Assignment =
Word for word, restate the lines of the data from the first through the one containing "fn subjects(findings: &[Finding])", and nothing else.

/---

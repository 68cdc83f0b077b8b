//! Integration tests for the restricted API and backward-compatibility
//! detectors, run over the fixture projects.

use adservices_lint::analysis::detectors::{
    Detector, JobServiceInitializerDetector, ManifestProcessDetector, NewFileNamingDetector,
    RestrictedApiDetector,
};
use adservices_lint::analysis::{Analyzer, Confidence, Finding, LintIssue, Severity};
use adservices_lint::config::{Config, FileNamingConfig, ManifestConfig, RestrictedApiConfig};
use adservices_lint::discovery::{FileType, SourceFile};
use adservices_lint::graph::{Graph, GraphBuilder};
use std::path::PathBuf;

/// Get the path to the test fixtures directory
fn fixtures_path() -> PathBuf {
    PathBuf::from(env!("CARGO_MANIFEST_DIR")).join("tests/fixtures")
}

/// Build a graph from fixture files, relative to the fixtures directory
fn build_graph(files: &[&str]) -> Graph {
    let mut builder = GraphBuilder::new();
    for name in files {
        let path = fixtures_path().join(name);
        if !path.exists() {
            panic!("Fixture not found: {:?}", path);
        }
        let file_type = FileType::from_path(&path).expect("unsupported fixture");
        builder
            .process_file(&SourceFile::new(path, file_type))
            .expect("Failed to process file");
    }
    builder.build()
}

fn subjects(findings: &[Finding]) -> Vec<&str> {
    findings.iter().map(|f| f.subject.as_str()).collect()
}

// ============================================================================
// Restricted API Tests
// ============================================================================

mod restricted_api_tests {
    use super::*;

    const FILES: &[&str] = &[
        "restricted/FlagReader.java",
        "restricted/PhFlags.java",
        "restricted/ConsentManager.kt",
    ];

    #[test]
    fn test_system_properties_outside_wrappers() {
        let graph = build_graph(FILES);
        let detector = RestrictedApiDetector::system_properties(&RestrictedApiConfig::default());
        let findings = detector.detect(&graph);

        // Both calls in FlagReader; suppression is applied by the analyzer
        assert_eq!(subjects(&findings), vec!["FlagReader", "FlagReader"]);
        assert!(findings.iter().all(|f| f.confidence == Confidence::High));
    }

    #[test]
    fn test_device_config_outside_wrappers() {
        let graph = build_graph(FILES);
        let detector = RestrictedApiDetector::device_config(&RestrictedApiConfig::default());
        let findings = detector.detect(&graph);

        assert_eq!(subjects(&findings), vec!["ConsentManager"]);
        assert!(findings[0].location.file.ends_with("ConsentManager.kt"));
    }

    #[test]
    fn test_analyzer_honors_suppress_lint() {
        let config = Config::default();
        let graph = build_graph(FILES);
        let findings = Analyzer::new(&config).analyze(&graph);

        let system_properties: Vec<_> = findings
            .iter()
            .filter(|f| f.issue == LintIssue::SystemPropertiesUsage)
            .collect();
        assert_eq!(system_properties.len(), 1);
        assert_eq!(system_properties[0].location.line, 7);
    }

    #[test]
    fn test_custom_allow_list() {
        let graph = build_graph(FILES);
        let config = RestrictedApiConfig {
            device_config_allowed: vec!["PhFlags".to_string(), "ConsentManager".to_string()],
            ..RestrictedApiConfig::default()
        };
        assert!(RestrictedApiDetector::device_config(&config)
            .detect(&graph)
            .is_empty());
    }
}

// ============================================================================
// JobService Initializer Tests
// ============================================================================

mod job_service_tests {
    use super::*;

    #[test]
    fn test_field_initializer_reported() {
        let graph = build_graph(&["compat/EpochJobService.java"]);
        let findings = JobServiceInitializerDetector::new().detect(&graph);

        // TAG is a constant and mExecutor has no initializer
        assert_eq!(subjects(&findings), vec!["EpochJobService.mWorker"]);
        assert_eq!(findings[0].severity, Severity::Error);
    }
}

// ============================================================================
// File Naming Tests
// ============================================================================

mod file_naming_tests {
    use super::*;

    #[test]
    fn test_unprefixed_names_reported() {
        let graph = build_graph(&["compat/FileStore.java"]);
        let findings = NewFileNamingDetector::new(&FileNamingConfig::default()).detect(&graph);
        assert_eq!(subjects(&findings), vec!["topics_prefs", "enrollment.db"]);
    }

    #[test]
    fn test_custom_prefix() {
        let graph = build_graph(&["compat/FileStore.java"]);
        let config = FileNamingConfig {
            required_prefix: "^(adservices|topics|enrollment)".to_string(),
        };
        assert!(NewFileNamingDetector::new(&config).detect(&graph).is_empty());
    }
}

// ============================================================================
// Manifest Process Tests
// ============================================================================

mod manifest_tests {
    use super::*;

    #[test]
    fn test_component_without_process() {
        let graph = build_graph(&["compat/AndroidManifest.xml"]);
        let findings = ManifestProcessDetector::new(ManifestConfig::default()).detect(&graph);

        assert_eq!(
            subjects(&findings),
            vec!["com.android.adservices.service.measurement.AttributionJobService"]
        );
        assert_eq!(findings[0].location.line, 8);
    }
}

// ============================================================================
// Whole-project Tests
// ============================================================================

mod analyzer_tests {
    use super::*;

    #[test]
    fn test_compat_project() {
        let config = Config::default();
        let graph = build_graph(&[
            "compat/EpochJobService.java",
            "compat/FileStore.java",
            "compat/AndroidManifest.xml",
        ]);
        let findings = Analyzer::new(&config).analyze(&graph);

        let mut issues: Vec<_> = findings.iter().map(|f| f.issue).collect();
        issues.sort();
        issues.dedup();
        assert_eq!(
            issues,
            vec![
                LintIssue::JobServiceInitializer,
                LintIssue::NewFileNaming,
                LintIssue::ManifestProcess,
            ]
        );
    }

    #[test]
    fn test_enabled_rules_restrict_the_run() {
        let mut config = Config::default();
        config.rules.enabled = vec!["BC003".to_string()];
        let graph = build_graph(&[
            "compat/EpochJobService.java",
            "compat/FileStore.java",
            "compat/AndroidManifest.xml",
        ]);
        let findings = Analyzer::new(&config).analyze(&graph);
        assert_eq!(findings.len(), 1);
        assert_eq!(findings[0].issue, LintIssue::ManifestProcess);
    }

    #[test]
    fn test_severity_override() {
        let mut config = Config::default();
        config
            .rules
            .severity
            .insert("NewAdServicesFile".to_string(), Severity::Info);
        let graph = build_graph(&["compat/FileStore.java"]);
        let findings = Analyzer::new(&config).analyze(&graph);
        assert!(!findings.is_empty());
        assert!(findings.iter().all(|f| f.severity == Severity::Info));
    }
}
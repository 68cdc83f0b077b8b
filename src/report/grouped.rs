//! Grouped reporter - organize findings by rule or category

use crate::analysis::Finding;
use crate::report::aggregator::{group_by_rule, IssueGroup};
use crate::report::{display_path, palette};
use colored::Colorize;
use std::collections::BTreeMap;
use std::path::PathBuf;

/// How to group findings
#[derive(Debug, Clone, Copy, PartialEq, Eq)]
pub enum GroupBy {
    /// One section per rule (RD006, BC002, ...)
    Rule,
    /// Room Database, Restricted API, Backward Compatibility
    Category,
}

impl std::str::FromStr for GroupBy {
    type Err = String;

    fn from_str(s: &str) -> Result<Self, Self::Err> {
        match s.to_lowercase().as_str() {
            "rule" | "issue" => Ok(GroupBy::Rule),
            "category" | "cat" => Ok(GroupBy::Category),
            _ => Err(format!("Unknown grouping: {}. Use: rule, category", s)),
        }
    }
}

pub struct GroupedReporter {
    group_by: GroupBy,
    base_path: Option<PathBuf>,
    /// Items shown per group before collapsing
    max_per_group: usize,
    expand_all: bool,
}

impl GroupedReporter {
    pub fn new(group_by: GroupBy) -> Self {
        Self {
            group_by,
            base_path: None,
            max_per_group: 5,
            expand_all: false,
        }
    }

    pub fn with_base_path(mut self, path: PathBuf) -> Self {
        self.base_path = Some(path);
        self
    }

    pub fn with_max_per_group(mut self, max: usize) -> Self {
        self.max_per_group = max;
        self
    }

    pub fn expand_all(mut self) -> Self {
        self.expand_all = true;
        self
    }

    pub fn report(&self, findings: &[Finding]) {
        if findings.is_empty() {
            println!("{}", "No issues found!".green().bold());
            return;
        }

        let groups = group_by_rule(findings);
        match self.group_by {
            GroupBy::Rule => {
                println!();
                println!("{}", "Issues Grouped by Rule".cyan().bold());
                println!("{}", palette::divider(50));
                println!();
                for group in &groups {
                    self.print_group(group, "");
                    println!();
                }
            }
            GroupBy::Category => {
                let mut by_category: BTreeMap<&str, Vec<&IssueGroup<'_>>> = BTreeMap::new();
                for group in &groups {
                    by_category
                        .entry(group.issue.category())
                        .or_default()
                        .push(group);
                }

                println!();
                println!("{}", "Issues Grouped by Category".cyan().bold());
                println!("{}", palette::divider(50));
                for (category, groups) in by_category {
                    let total: usize = groups.iter().map(|g| g.count()).sum();
                    println!();
                    println!(
                        "{} ({})",
                        palette::category(category),
                        palette::count(total)
                    );
                    println!("{}", palette::thin_divider(40));
                    for group in groups {
                        self.print_group(group, "  ");
                    }
                }
            }
        }

        println!();
        println!(
            "{} {} total issues",
            palette::divider(40),
            palette::count(findings.len())
        );
    }

    fn print_group(&self, group: &IssueGroup<'_>, indent: &str) {
        println!(
            "{}{} {} {} ({})",
            indent,
            palette::severity(group.severity()),
            palette::rule(group.issue),
            group.issue.name().bold(),
            palette::count(group.count())
        );

        let limit = if self.expand_all {
            group.count()
        } else {
            self.max_per_group
        };
        for item in group.items.iter().take(limit) {
            println!(
                "{}    {}:{} {}",
                indent,
                display_path(&item.location.file, self.base_path.as_deref()).dimmed(),
                item.location.line.to_string().dimmed(),
                palette::subject(&item.subject)
            );
        }

        let hidden = group.count().saturating_sub(limit);
        if hidden > 0 {
            println!(
                "{}    {}",
                indent,
                format!("... and {} more (use --expand to show all)", hidden).dimmed()
            );
        }
    }
}
use super::Detector;
use crate::analysis::{Finding, LintIssue};
use crate::config::FileNamingConfig;
use crate::graph::{CallKind, CallSite, Graph};
use regex::Regex;
use tracing::warn;

/// Context methods whose first argument names a file on disk
const NAMED_BY_FIRST_ARGUMENT: &[&str] = &[
    "getSharedPreferences",
    "getDatabasePath",
    "openFileOutput",
    "deleteDatabase",
    "openOrCreateDatabase",
    "getDir",
    "getFileStreamPath",
];

/// BC002: files AdServices creates must carry the `adservices` prefix so the
/// OTA cleanup job can find them after a module rollback
pub struct NewFileNamingDetector {
    pattern: Option<Regex>,
}

impl NewFileNamingDetector {
    pub fn new(config: &FileNamingConfig) -> Self {
        let pattern = match Regex::new(&config.required_prefix) {
            Ok(pattern) => Some(pattern),
            Err(e) => {
                warn!("Invalid file naming pattern, BC002 disabled: {}", e);
                None
            }
        };
        Self { pattern }
    }

    /// Index of the argument holding the file name, for call shapes we check
    fn name_argument(call: &CallSite) -> Option<usize> {
        match call.kind {
            CallKind::Constructor if call.name == "File" && call.arguments.len() == 2 => Some(1),
            CallKind::Constructor => None,
            CallKind::Method if call.name == "databaseBuilder" => {
                let from_room = call
                    .receiver
                    .as_deref()
                    .is_some_and(|r| r == "Room" || r.ends_with(".Room"));
                (from_room && call.arguments.len() == 3).then_some(2)
            }
            CallKind::Method if NAMED_BY_FIRST_ARGUMENT.contains(&call.name.as_str()) => {
                (!call.arguments.is_empty()).then_some(0)
            }
            CallKind::Method => None,
        }
    }
}

impl Detector for NewFileNamingDetector {
    fn name(&self) -> &'static str {
        "new-file-naming"
    }

    fn issues(&self) -> &'static [LintIssue] {
        &[LintIssue::NewFileNaming]
    }

    fn detect(&self, graph: &Graph) -> Vec<Finding> {
        let Some(pattern) = &self.pattern else {
            return Vec::new();
        };
        let mut findings = Vec::new();

        for call in graph.calls() {
            let Some(index) = Self::name_argument(call) else {
                continue;
            };
            let Some(argument) = call.arguments.get(index) else {
                continue;
            };

            let scope = graph.enclosing_declarations(&call.location).pop();
            let Some(name) = graph.resolve_string_prefix(scope, argument) else {
                continue;
            };
            if pattern.is_match(&name) {
                continue;
            }

            findings.push(
                Finding::new(LintIssue::NewFileNaming, call.location.clone(), &name).with_message(
                    format!(
                        "File name '{}' passed to {}() must match '{}'",
                        name,
                        call.name,
                        pattern.as_str()
                    ),
                ),
            );
        }

        findings
    }
}
pub mod detectors;
mod suppression;

pub use suppression::is_suppressed;

use crate::config::Config;
use crate::graph::{Graph, Location};
use detectors::Detector;
use serde::{Deserialize, Serialize};
use std::str::FromStr;
use tracing::{debug, info};

/// How sure a detector is that the finding is real
///
/// Symbols matched through an explicit import or a qualified name are
/// `High`; symbols matched through a wildcard import or the file's own
/// package are `Medium`.
#[derive(Debug, Clone, Copy, PartialEq, Eq, PartialOrd, Ord, Serialize)]
#[serde(rename_all = "lowercase")]
pub enum Confidence {
    Low,
    Medium,
    High,
}

impl Confidence {
    pub fn as_str(&self) -> &'static str {
        match self {
            Confidence::Low => "low",
            Confidence::Medium => "medium",
            Confidence::High => "high",
        }
    }
}

impl std::fmt::Display for Confidence {
    fn fmt(&self, f: &mut std::fmt::Formatter<'_>) -> std::fmt::Result {
        write!(f, "{}", self.as_str())
    }
}

impl FromStr for Confidence {
    type Err = String;

    fn from_str(s: &str) -> Result<Self, Self::Err> {
        match s.to_ascii_lowercase().as_str() {
            "low" => Ok(Confidence::Low),
            "medium" => Ok(Confidence::Medium),
            "high" => Ok(Confidence::High),
            other => Err(format!("unknown confidence level '{}'", other)),
        }
    }
}

/// A single rule violation
#[derive(Debug, Clone)]
pub struct Finding {
    pub issue: LintIssue,

    /// Where the violation is reported
    pub location: Location,

    /// Class, field, call or component the finding is about
    pub subject: String,

    pub severity: Severity,

    pub confidence: Confidence,

    pub message: String,
}

impl Finding {
    pub fn new(issue: LintIssue, location: Location, subject: impl Into<String>) -> Self {
        let subject = subject.into();
        Self {
            message: issue.default_message(&subject),
            severity: issue.default_severity(),
            confidence: Confidence::High,
            issue,
            location,
            subject,
        }
    }

    pub fn with_message(mut self, message: String) -> Self {
        self.message = message;
        self
    }

    pub fn with_severity(mut self, severity: Severity) -> Self {
        self.severity = severity;
        self
    }

    pub fn with_confidence(mut self, confidence: Confidence) -> Self {
        self.confidence = confidence;
        self
    }
}

/// Every rule the analyzer knows
#[derive(Debug, Clone, Copy, PartialEq, Eq, Hash, PartialOrd, Ord)]
pub enum LintIssue {
    /// RoomDatabase subclass without `@Database`
    MissingDatabaseAnnotation,

    /// `@Database(exportSchema = false)`
    ExportSchemaDisabled,

    /// No `DATABASE_VERSION` constant on the database
    MissingVersionField,

    /// `@Database(version)` disagrees with `DATABASE_VERSION`
    VersionMismatch,

    /// Version above 1 without an `autoMigrations` attribute
    MissingAutoMigrations,

    /// `autoMigrations` does not cover every step up to the version
    IncompleteMigrationPath,

    /// Database not referenced by the registration class
    DatabaseNotRegistered,

    /// Registration class not found in the project
    RegistrationClassMissing,

    /// Direct use of `android.os.SystemProperties`
    SystemPropertiesUsage,

    /// Direct use of `android.provider.DeviceConfig`
    DeviceConfigUsage,

    /// Class-loading field initializer in a `JobService`
    JobServiceInitializer,

    /// Persisted file without the `adservices` prefix
    NewFileNaming,

    /// Manifest component outside the AdServices process
    ManifestProcess,
}

impl LintIssue {
    pub fn all() -> &'static [LintIssue] {
        &[
            LintIssue::MissingDatabaseAnnotation,
            LintIssue::ExportSchemaDisabled,
            LintIssue::MissingVersionField,
            LintIssue::VersionMismatch,
            LintIssue::MissingAutoMigrations,
            LintIssue::IncompleteMigrationPath,
            LintIssue::DatabaseNotRegistered,
            LintIssue::RegistrationClassMissing,
            LintIssue::SystemPropertiesUsage,
            LintIssue::DeviceConfigUsage,
            LintIssue::JobServiceInitializer,
            LintIssue::NewFileNaming,
            LintIssue::ManifestProcess,
        ]
    }

    pub fn code(&self) -> &'static str {
        match self {
            LintIssue::MissingDatabaseAnnotation => "RD001",
            LintIssue::ExportSchemaDisabled => "RD002",
            LintIssue::MissingVersionField => "RD003",
            LintIssue::VersionMismatch => "RD004",
            LintIssue::MissingAutoMigrations => "RD005",
            LintIssue::IncompleteMigrationPath => "RD006",
            LintIssue::DatabaseNotRegistered => "RD007",
            LintIssue::RegistrationClassMissing => "RD008",
            LintIssue::SystemPropertiesUsage => "AS001",
            LintIssue::DeviceConfigUsage => "AS002",
            LintIssue::JobServiceInitializer => "BC001",
            LintIssue::NewFileNaming => "BC002",
            LintIssue::ManifestProcess => "BC003",
        }
    }

    /// Identifier accepted by `@SuppressLint`, `tools:ignore` and the config
    pub fn name(&self) -> &'static str {
        match self {
            LintIssue::MissingDatabaseAnnotation => "RoomDatabaseMissingAnnotation",
            LintIssue::ExportSchemaDisabled => "RoomExportSchemaDisabled",
            LintIssue::MissingVersionField => "RoomMissingVersionField",
            LintIssue::VersionMismatch => "RoomVersionMismatch",
            LintIssue::MissingAutoMigrations => "RoomMissingAutoMigrations",
            LintIssue::IncompleteMigrationPath => "RoomIncompleteMigrationPath",
            LintIssue::DatabaseNotRegistered => "RoomDatabaseNotRegistered",
            LintIssue::RegistrationClassMissing => "RoomRegistrationMissing",
            LintIssue::SystemPropertiesUsage => "AvoidSystemPropertiesUsage",
            LintIssue::DeviceConfigUsage => "AvoidDeviceConfigUsage",
            LintIssue::JobServiceInitializer => "JobServiceFieldInitializer",
            LintIssue::NewFileNaming => "NewAdServicesFile",
            LintIssue::ManifestProcess => "AdServicesProcess",
        }
    }

    pub fn category(&self) -> &'static str {
        match self {
            LintIssue::MissingDatabaseAnnotation
            | LintIssue::ExportSchemaDisabled
            | LintIssue::MissingVersionField
            | LintIssue::VersionMismatch
            | LintIssue::MissingAutoMigrations
            | LintIssue::IncompleteMigrationPath
            | LintIssue::DatabaseNotRegistered
            | LintIssue::RegistrationClassMissing => "Room Database",
            LintIssue::SystemPropertiesUsage | LintIssue::DeviceConfigUsage => "Restricted API",
            LintIssue::JobServiceInitializer
            | LintIssue::NewFileNaming
            | LintIssue::ManifestProcess => "Backward Compatibility",
        }
    }

    pub fn default_severity(&self) -> Severity {
        match self {
            LintIssue::ExportSchemaDisabled => Severity::Warning,
            LintIssue::RegistrationClassMissing => Severity::Warning,
            _ => Severity::Error,
        }
    }

    pub fn default_message(&self, subject: &str) -> String {
        match self {
            LintIssue::MissingDatabaseAnnotation => {
                format!("Room database '{}' is missing the @Database annotation", subject)
            }
            LintIssue::ExportSchemaDisabled => format!(
                "Room database '{}' sets exportSchema = false; exported schemas are required for auto migration",
                subject
            ),
            LintIssue::MissingVersionField => format!(
                "Room database '{}' must declare a DATABASE_VERSION constant",
                subject
            ),
            LintIssue::VersionMismatch => format!(
                "@Database version of '{}' must reference DATABASE_VERSION",
                subject
            ),
            LintIssue::MissingAutoMigrations => format!(
                "Room database '{}' is above version 1 but declares no autoMigrations",
                subject
            ),
            LintIssue::IncompleteMigrationPath => format!(
                "autoMigrations of '{}' do not cover every version step",
                subject
            ),
            LintIssue::DatabaseNotRegistered => format!(
                "Room database '{}' is not registered in the database registration class",
                subject
            ),
            LintIssue::RegistrationClassMissing => {
                format!("Database registration class '{}' was not found", subject)
            }
            LintIssue::SystemPropertiesUsage => format!(
                "'{}' uses android.os.SystemProperties directly; read flags through the flag wrappers",
                subject
            ),
            LintIssue::DeviceConfigUsage => format!(
                "'{}' uses android.provider.DeviceConfig directly; read flags through PhFlags",
                subject
            ),
            LintIssue::JobServiceInitializer => format!(
                "Field '{}' of a JobService is initialized at construction; defer it to onStartJob",
                subject
            ),
            LintIssue::NewFileNaming => format!(
                "Persisted file '{}' must be named with the adservices prefix",
                subject
            ),
            LintIssue::ManifestProcess => format!(
                "Component '{}' must run in the AdServices process",
                subject
            ),
        }
    }
}

impl std::fmt::Display for LintIssue {
    fn fmt(&self, f: &mut std::fmt::Formatter<'_>) -> std::fmt::Result {
        write!(f, "{}", self.code())
    }
}

impl FromStr for LintIssue {
    type Err = String;

    /// Accepts a code (`RD006`) or a name (`RoomIncompleteMigrationPath`),
    /// case-insensitively
    fn from_str(s: &str) -> Result<Self, Self::Err> {
        let s = s.trim();
        LintIssue::all()
            .iter()
            .copied()
            .find(|issue| issue.code().eq_ignore_ascii_case(s) || issue.name().eq_ignore_ascii_case(s))
            .ok_or_else(|| format!("unknown rule '{}'", s))
    }
}

/// Severity levels for findings
#[derive(Debug, Clone, Copy, PartialEq, Eq, PartialOrd, Ord, Serialize, Deserialize)]
#[serde(rename_all = "lowercase")]
pub enum Severity {
    Info,
    Warning,
    Error,
}

impl Severity {
    pub fn as_str(&self) -> &'static str {
        match self {
            Severity::Info => "info",
            Severity::Warning => "warning",
            Severity::Error => "error",
        }
    }
}

impl std::fmt::Display for Severity {
    fn fmt(&self, f: &mut std::fmt::Formatter<'_>) -> std::fmt::Result {
        write!(f, "{}", self.as_str())
    }
}

/// Runs every enabled detector over a graph and post-processes the results
pub struct Analyzer<'a> {
    config: &'a Config,
    detectors: Vec<Box<dyn Detector>>,
}

impl<'a> Analyzer<'a> {
    pub fn new(config: &'a Config) -> Self {
        Self {
            config,
            detectors: detectors::all(config),
        }
    }

    pub fn analyze(&self, graph: &Graph) -> Vec<Finding> {
        let mut findings = Vec::new();

        for detector in &self.detectors {
            if !detector
                .issues()
                .iter()
                .any(|issue| self.config.is_rule_enabled(*issue))
            {
                debug!("Skipping {} (all rules disabled)", detector.name());
                continue;
            }
            let found = detector.detect(graph);
            debug!("{}: {} findings", detector.name(), found.len());
            findings.extend(found);
        }

        let total = findings.len();
        let mut findings: Vec<Finding> = findings
            .into_iter()
            .filter(|f| self.config.is_rule_enabled(f.issue))
            .filter(|f| !is_suppressed(graph, f))
            .map(|f| match self.config.severity_override(f.issue) {
                Some(severity) => f.with_severity(severity),
                None => f,
            })
            .collect();

        findings.sort_by(|a, b| {
            a.location
                .file
                .cmp(&b.location.file)
                .then(a.location.line.cmp(&b.location.line))
                .then(a.location.column.cmp(&b.location.column))
                .then(a.issue.cmp(&b.issue))
        });

        info!(
            "{} findings ({} disabled or suppressed)",
            findings.len(),
            total - findings.len()
        );
        findings
    }
}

\---

Answer space =
repository 68cdc83f0b077b8b
//! Integration tests for the restricted API and backward-compatibility
//! detectors, run over the fixture projects.

use adservices_lint::analysis::detectors::{
    Detector, JobServiceInitializerDetector, ManifestProcessDetector, NewFileNamingDetector,
    RestrictedApiDetector,
};
use adservices_lint::analysis::{Analyzer, Confidence, Finding, LintIssue, Severity};
use adservices_lint::config::{Config, FileNamingConfig, ManifestConfig, RestrictedApiConfig};
use adservices_lint::discovery::{FileType, SourceFile};
use adservices_lint::graph::{Graph, GraphBuilder};
use std::path::PathBuf;

/// Get the path to the test fixtures directory
fn fixtures_path() -> PathBuf {
    PathBuf::from(env!("CARGO_MANIFEST_DIR")).join("tests/fixtures")
}

/// Build a graph from fixture files, relative to the fixtures directory
fn build_graph(files: &[&str]) -> Graph {
    let mut builder = GraphBuilder::new();
    for name in files {
        let path = fixtures_path().join(name);
        if !path.exists() {
            panic!("Fixture not found: {:?}", path);
        }
        let file_type = FileType::from_path(&path).expect("unsupported fixture");
        builder
            .process_file(&SourceFile::new(path, file_type))
            .expect("Failed to process file");
    }
    builder.build()
}

fn subjects(findings: &[Finding]) -> Vec<&str> {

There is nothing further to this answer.